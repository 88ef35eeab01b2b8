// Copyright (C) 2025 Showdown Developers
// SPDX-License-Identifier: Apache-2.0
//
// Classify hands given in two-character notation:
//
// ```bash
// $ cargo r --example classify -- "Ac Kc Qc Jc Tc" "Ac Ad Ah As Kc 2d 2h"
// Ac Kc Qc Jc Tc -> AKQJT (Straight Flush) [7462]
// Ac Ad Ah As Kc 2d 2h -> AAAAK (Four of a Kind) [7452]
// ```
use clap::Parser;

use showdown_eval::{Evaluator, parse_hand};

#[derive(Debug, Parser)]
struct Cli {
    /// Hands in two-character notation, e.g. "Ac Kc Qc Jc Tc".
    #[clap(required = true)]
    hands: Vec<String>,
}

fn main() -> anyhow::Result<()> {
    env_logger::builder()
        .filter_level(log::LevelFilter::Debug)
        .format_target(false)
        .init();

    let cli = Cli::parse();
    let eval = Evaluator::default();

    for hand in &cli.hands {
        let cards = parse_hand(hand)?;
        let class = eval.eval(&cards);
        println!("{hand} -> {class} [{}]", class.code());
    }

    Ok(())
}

#####

» PROBLEM TO SOLVE
Exact copies of all the records are to be printed.

» SOLUTION
repository 88ef35eeab01b2b8
// Copyright (C) 2025 Showdown Developers
// SPDX-License-Identifier: Apache-2.0
//
// Classify hands given in two-character notation:
//
// ```bash
// $ cargo r --example classify -- "Ac Kc Qc Jc Tc" "Ac Ad Ah As Kc 2d 2h"
// Ac Kc Qc Jc Tc -> AKQJT (Straight Flush) [7462]
// Ac Ad Ah As Kc 2d 2h -> AAAAK (Four of a Kind) [7452]
// ```
use clap::Parser;

use showdown_eval::{Evaluator, parse_hand};

#[derive(Debug, Parser)]
struct Cli {
    /// Hands in two-character notation, e.g. "Ac Kc Qc Jc Tc".
    #[clap(required = true)]
    hands: Vec<String>,
}

fn main() -> anyhow::Result<()> {
    env_logger::builder()
        .filter_level(log::LevelFilter::Debug)
        .format_target(false)
        .init();

    let cli = Cli::parse();
    let eval = Evaluator::default();

    for hand in &cli.hands {
        let cards = parse_hand(hand)?;
        let class = eval.eval(&cards);
        println!("{hand} -> {class} [{}]", class.code());
    }

    Ok(())
}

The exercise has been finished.